I’ve no doubt that the BBC investigators were unaware of these complexities or their impacts: but there are real and very serious ethical issues here, which they appear to have failed to understand at all. Religious fanatics like James Randi are beyond the pale, and beyond reason, of course; but given that the only real ‘fraud’ here is the fundamentally non-scientific nature of their investigation, and that the destruction of a dowsing-based capability may well cost far more lives than the inevitable human-based limits on the system’s reliability, I would certainly caution the BBC and others to be a bit more cautious next time of the consequences of their no doubt well-meant but potentially lethal actions.

4 Comments on “Dowsing the flames

  1. “Except sports, for some reason. I’ve never understood sports. I don’t know why, but there ’tis.” I’ve always thought sports was about making yourself better than your opposition. i.e. battle yourself first and then become better than your oposition before taking pride when sucessful in your battle. If its a solo sport – its a battle with yourself.

  2. Agreed. Probably I’m not so good battling with myself – even getting out of bed is a battle these days. 🙂

    Obviously the same principles do apply in sports, it’s just I’ve never had the chance or need to apply them there. (Others have, of course – eg. ‘The Inner Game of Tennis’ etc.) Perhaps it’s more that I have a fairly extreme dislike of the implied violence in most competitive sports, particularly the mistaken belief that the only way to win is to make someone else lose – rather than that the real deeper competition is with the self, as you’ve pointed out here.
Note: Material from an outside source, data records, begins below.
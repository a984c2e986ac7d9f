#![allow(dead_code)]
//! Shared fixtures for integration tests

use firebird_pushdown::catalog::InMemoryCatalog;
use firebird_pushdown::expressions::{Expression, SqlType};
use firebird_pushdown::options::{ColumnOptions, RelationOptions, ServerOptions, TableOptions};
use firebird_pushdown::relation::{ColumnDescriptor, RelationDescriptor};

/// Relation id used by every fixture relation
pub const REL: u32 = 42;

pub fn catalog() -> InMemoryCatalog {
    InMemoryCatalog::with_builtins()
}

/// `t(a int4, b text, c bool)` with the given server-level boolean emulation
pub fn abc(implicit_bool_type: bool) -> RelationDescriptor {
    RelationDescriptor::new(REL, "t")
        .column("a", SqlType::Int4)
        .column("b", SqlType::Text)
        .column("c", SqlType::Bool)
        .with_options(server(ServerOptions {
            implicit_bool_type,
            ..Default::default()
        }))
}

/// Like [`abc`], with `c` flagged as an integer-backed boolean column
pub fn abc_flagged() -> RelationDescriptor {
    RelationDescriptor::new(REL, "t")
        .column("a", SqlType::Int4)
        .column("b", SqlType::Text)
        .push_column(ColumnDescriptor::new("c", SqlType::Bool).with_options(ColumnOptions {
            implicit_bool_type: true,
            ..Default::default()
        }))
        .with_options(server(ServerOptions {
            implicit_bool_type: true,
            ..Default::default()
        }))
}

/// Relation options carrying only server-level settings
pub fn server(options: ServerOptions) -> RelationOptions {
    RelationOptions::new(options, TableOptions::default())
}

pub fn a() -> Expression {
    Expression::column(REL, 1, SqlType::Int4)
}

pub fn b() -> Expression {
    Expression::column(REL, 2, SqlType::Text)
}

pub fn c() -> Expression {
    Expression::column(REL, 3, SqlType::Bool)
}

pub fn binary(catalog: &InMemoryCatalog, op: &str, left: Expression, right: Expression) -> Expression {
    let id = catalog
        .binary_operator(op)
        .unwrap_or_else(|| panic!("operator {op} missing from fixture catalog"));
    Expression::binary(id, left, right)
}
    Doesn’t particularly apply in this specific incident, though – civil-unrest may be a near-battle but it’s hardly what I would call a sport… 🙁

  3. I’d like to get your weblog regularly. How does it work?
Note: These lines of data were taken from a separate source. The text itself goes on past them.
/// Columns a query needs from the relation.
#[derive(Debug, Clone, Default, PartialEq, Eq, Serialize, Deserialize)]
#[serde(default)]
pub struct AttrsUsed {
    /// Whole-row reference: every live column is used
    pub whole_row: bool,
    /// The row-identity pseudo-column is requested
    pub row_identity: bool,
    pub columns: BTreeSet<AttrNumber>,
}

impl AttrsUsed {
    pub fn none() -> Self {
        Self::default()
    }

    pub fn whole_row() -> Self {
        Self {
            whole_row: true,
            ..Default::default()
        }
    }

    pub fn columns(columns: impl IntoIterator<Item = AttrNumber>) -> Self {
        Self {
            columns: columns.into_iter().collect(),
            ..Default::default()
        }
    }

    pub fn with_row_identity(mut self) -> Self {
        self.row_identity = true;
        self
    }

    pub fn insert(&mut self, attnum: AttrNumber) {
        self.columns.insert(attnum);
    }

    pub fn contains(&self, attnum: AttrNumber) -> bool {
        self.whole_row || self.columns.contains(&attnum)
    }

    pub fn is_empty(&self) -> bool {
        !self.whole_row && !self.row_identity && self.columns.is_empty()
    }
}

/// What one result column of a remote statement maps back to
#[derive(Debug, Clone, Copy, PartialEq, Eq, Serialize, Deserialize)]
#[serde(rename_all = "snake_case")]
pub enum RetrievedAttr {
    Column(AttrNumber),
    RowIdentity,
}

/// Source of one positional parameter
#[derive(Debug, Clone, PartialEq, Eq, Serialize, Deserialize)]
#[serde(rename_all = "snake_case")]
pub enum ParamSlot {
    /// Literal lifted out of a parameterized WHERE clause
    Literal(Literal),
    /// Value of a target column of the row being written
    Column(AttrNumber),
    /// Identity of the row being updated or deleted
    RowIdentity,
}

/// Transport format of a parameter
#[derive(Debug, Clone, Copy, PartialEq, Eq, Serialize, Deserialize)]
#[serde(rename_all = "snake_case")]
pub enum ParamFormat {
    Text,
    /// Sixteen hex digits decoded remotely into the 8-byte key
    DbKey,
}

impl ParamSlot {
    pub fn format(&self) -> ParamFormat {
        match self {
            ParamSlot::RowIdentity => ParamFormat::DbKey,
            ParamSlot::Literal(_) | ParamSlot::Column(_) => ParamFormat::Text,
        }
    }
}

#[derive(Debug, Clone, Copy, PartialEq, Eq, Serialize, Deserialize)]
#[serde(rename_all = "snake_case")]
pub enum StatementKind {
    Select,
    Insert,
    Update,
    Delete,
}

impl fmt::Display for StatementKind {
    fn fmt(&self, f: &mut fmt::Formatter<'_>) -> fmt::Result {
        f.write_str(match self {
            StatementKind::Select => "SELECT",
            StatementKind::Insert => "INSERT",
            StatementKind::Update => "UPDATE",
            StatementKind::Delete => "DELETE",
        })
    }
}

/// Values of the row being written, by attribute number
pub trait SourceRow {
    /// Text form of the column value, `None` for NULL
    fn value(&self, attnum: AttrNumber) -> Option<&str>;
}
    Last I heard you were in Australia, but apparently now you are back in the UK.

    In case you don’t remember me, I live in central California, and I have given a talk for 25 years — especially recently about the Red Headed Giant and who they were in California — and you stayed for a while there, around the time you gave a talk the at Santa Cruz conference. Once I invited you to stay in my house when I commuted to a weekly job in Sunnyvale. It didn’t last long. You said there were negative power places in the house, and moved out.

    Any way, I have read many of your books, attended your wonderful talk
    at the conference, and recommend you and your work to people frequently.

    Warmly
    Louise

    PS: I don’t live in the same place anymore.

  4. Hi Louise

    Yup, to quote Maurice Chevalier, “I remember it well” – in other words, I remember you (of course) and I sort-of-remember the context, but all the other memories of that time are a blurry scrambled mess… 🙁 🙂 Such is life and suchlike – a quarter-century washes memory down the drain-pipe along with most of the top-hair… 🙁

    To get the weblog regularly, click on the ‘RSS feed’ link. I will happily admit that I don’t know how it works.
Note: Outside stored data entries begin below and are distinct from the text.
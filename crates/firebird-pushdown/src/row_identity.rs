//! Correlation of scanned rows with later UPDATE/DELETE statements.
//!
//! Firebird identifies a row within a transaction by `RDB$DB_KEY`, an opaque
//! 8-byte value. The scan splits it into two 32-bit halves stored in carrier
//! slots of the produced row; the modify path asks for those slots back under
//! fixed names, reassembles the key and binds it as the final parameter of
//! `WHERE rdb$db_key = ?`.
//!
//! A row identity is only meaningful inside one statement's scan/modify
//! pipeline. Never persist it or compare it across transactions.

use crate::error::{Error, Result};
use std::collections::HashMap;
use std::fmt;

/// Remote pseudo-column holding the row identity
pub const ROW_IDENTITY_COLUMN: &str = "rdb$db_key";

/// Synthetic column carrying the high half of the row identity
pub const HIGH_CARRIER_COLUMN: &str = "db_key_ctidpart";

/// Synthetic column carrying the low half of the row identity
pub const LOW_CARRIER_COLUMN: &str = "db_key_oidpart";

/// Both carrier column names, in the order the modify path requests them
pub const CARRIER_COLUMNS: [&str; 2] = [HIGH_CARRIER_COLUMN, LOW_CARRIER_COLUMN];

/// Split an 8-byte key into its big-endian high and low halves
pub fn split(key: [u8; 8]) -> (u32, u32) {
    let [a, b, c, d, e, f, g, h] = key;
    (
        u32::from_be_bytes([a, b, c, d]),
        u32::from_be_bytes([e, f, g, h]),
    )
}

/// Inverse of [`split`]
pub fn reassemble(high: u32, low: u32) -> [u8; 8] {
    let mut key = [0u8; 8];
    key[..4].copy_from_slice(&high.to_be_bytes());
    key[4..].copy_from_slice(&low.to_be_bytes());
    key
}

/// Opaque per-row identifier of a Firebird row
#[derive(Debug, Clone, Copy, PartialEq, Eq, Hash)]
pub struct RowIdentity([u8; 8]);

impl RowIdentity {
    pub const LEN: usize = 8;

    pub fn from_bytes(bytes: [u8; 8]) -> Self {
        Self(bytes)
    }

    /// Build from the raw column value read from the remote cursor
    pub fn from_slice(bytes: &[u8]) -> Result<Self> {
        let key: [u8; 8] = bytes.try_into().map_err(|_| {
            Error::internal(format!(
                "{ROW_IDENTITY_COLUMN} must be {} bytes, got {}",
                Self::LEN,
                bytes.len()
            ))
        })?;
        Ok(Self(key))
    }

    pub fn as_bytes(&self) -> &[u8; 8] {
        &self.0
    }

    /// High and low carrier values for this identity
    pub fn halves(&self) -> (u32, u32) {
        split(self.0)
    }

    pub fn from_halves(high: u32, low: u32) -> Self {
        Self(reassemble(high, low))
    }

    /// Parameter text sent to the remote engine: sixteen lower-case hex digits
    pub fn to_hex(&self) -> String {
        self.to_string()
    }

    /// Parse the sixteen-digit form produced by [`to_hex`](Self::to_hex)
    pub fn parse_hex(text: &str) -> Result<Self> {
        if text.len() != 16 || !text.bytes().all(|b| b.is_ascii_hexdigit()) {
            return Err(Error::internal(format!(
                "invalid {ROW_IDENTITY_COLUMN} value \"{text}\""
            )));
        }
        let parse = |digits: &str| {
            u32::from_str_radix(digits, 16)
                .map_err(|e| Error::internal(format!("invalid {ROW_IDENTITY_COLUMN} value: {e}")))
        };
        Ok(Self::from_halves(parse(&text[..8])?, parse(&text[8..])?))
    }
}

impl fmt::Display for RowIdentity {
    fn fmt(&self, f: &mut fmt::Formatter<'_>) -> fmt::Result {
        let (high, low) = self.halves();
        write!(f, "{high:08x}{low:08x}")
    }
}

/// Source of carrier values on the modify path, keyed by carrier column name.
/// `None` means the slot is absent or NULL.
pub trait CarrierSource {
    fn carrier(&self, column: &str) -> Option<u32>;
}

impl CarrierSource for HashMap<String, u32> {
    fn carrier(&self, column: &str) -> Option<u32> {
        self.get(column).copied()
    }
}

impl CarrierSource for HashMap<&str, u32> {
    fn carrier(&self, column: &str) -> Option<u32> {
        self.get(column).copied()
    }
}

/// The two carrier slots of a scanned row.
#[derive(Debug, Clone, Copy, Default, PartialEq, Eq)]
pub struct Carriers {
    pub high: Option<u32>,
    pub low: Option<u32>,
}

impl Carriers {
    /// Fill both slots from an identity read during the scan
    pub fn from_identity(identity: RowIdentity) -> Self {
        let (high, low) = identity.halves();
        Self {
            high: Some(high),
            low: Some(low),
        }
    }

    /// Reassemble the identity, failing if either slot is empty
    pub fn identity(&self) -> Result<RowIdentity> {
        extract(self)
    }
}

impl CarrierSource for Carriers {
    fn carrier(&self, column: &str) -> Option<u32> {
        match column {
            HIGH_CARRIER_COLUMN => self.high,
            LOW_CARRIER_COLUMN => self.low,
            _ => None,
        }
    }
}

/// Read both carrier slots and reassemble the row identity.
///
/// A missing or NULL slot means the planner did not project the carriers for
/// an updatable relation, which is an internal error.
pub fn extract(source: &dyn CarrierSource) -> Result<RowIdentity> {
    let high = source
        .carrier(HIGH_CARRIER_COLUMN)
        .ok_or_else(|| Error::internal("db_key (CTID part) is NULL"))?;
    let low = source
        .carrier(LOW_CARRIER_COLUMN)
        .ok_or_else(|| Error::internal("db_key (OID part) is NULL"))?;
    Ok(RowIdentity::from_halves(high, low))
}

#[cfg(test)]
mod tests {
    use super::*;

    const KEY: [u8; 8] = [0x01, 0x02, 0x03, 0x04, 0x05, 0x06, 0x07, 0x08];

    #[test]
    fn test_split_and_reassemble() {
        assert_eq!(split(KEY), (0x0102_0304, 0x0506_0708));
        assert_eq!(reassemble(0x0102_0304, 0x0506_0708), KEY);
        assert_eq!(reassemble(u32::MAX, 0), [0xff, 0xff, 0xff, 0xff, 0, 0, 0, 0]);
    }

    #[test]
    fn test_hex_form() {
        let id = RowIdentity::from_bytes(KEY);
        assert_eq!(id.to_hex(), "0102030405060708");
        assert_eq!(RowIdentity::from_halves(0x8a, 0x1).to_hex(), "0000008a00000001");
        assert_eq!(RowIdentity::parse_hex("0102030405060708").unwrap(), id);
        assert_eq!(
            RowIdentity::parse_hex("DEADBEEF00000001").unwrap().halves(),
            (0xdead_beef, 1)
        );
        for bad in ["", "0102", "01020304050607089", "01020304zz060708", "+102030405060708"] {
            assert!(RowIdentity::parse_hex(bad).unwrap_err().is_internal(), "{bad}");
        }
    }

    #[test]
    fn test_from_slice_length() {
        assert_eq!(RowIdentity::from_slice(&KEY).unwrap().as_bytes(), &KEY);
        assert!(RowIdentity::from_slice(&KEY[..7]).unwrap_err().is_internal());
    }

    #[test]
    fn test_carriers_round_trip() {
        let id = RowIdentity::from_bytes(KEY);
        let carriers = Carriers::from_identity(id);
        assert_eq!(carriers.high, Some(0x0102_0304));
        assert_eq!(carriers.identity().unwrap(), id);
    }

    #[test]
    fn test_missing_carrier_is_internal() {
        let err = extract(&Carriers {
            high: None,
            low: Some(1),
        })
        .unwrap_err();
        assert!(err.is_internal());
        assert_eq!(err.to_string(), "Internal error: db_key (CTID part) is NULL");

        let mut named: HashMap<&str, u32> = HashMap::new();
        named.insert(HIGH_CARRIER_COLUMN, 7);
        let err = extract(&named).unwrap_err();
        assert_eq!(err.to_string(), "Internal error: db_key (OID part) is NULL");

        named.insert(LOW_CARRIER_COLUMN, 9);
        assert_eq!(extract(&named).unwrap().halves(), (7, 9));
    }
}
    I don’t live in the same place anymore either. Right now I’m back in Australia, on a kind of working-holiday. To be honest I don’t actually know where I (supposedly) ‘live’ these days: there’s no single place that I can describe as ‘home’, anyway. For the past four years I’ve been based in Britain, but it’s clear that that time is soon coming to an end. In past few years I’ve been in Mexico, central and northern America generally, much of Europe, a few places elsewhere; the future looks likely to include Latin America again, and possibly down this way as well, but again don’t yet know where. Odd. A bit lost, perhaps. Oh well.

    I’m still churning out the books, as you’ll see at Tetradian Books. Hope some of those are of some interest and/or use?

    My best wishes to you and to all the West Coast Dowsers crew, anyway, if you would?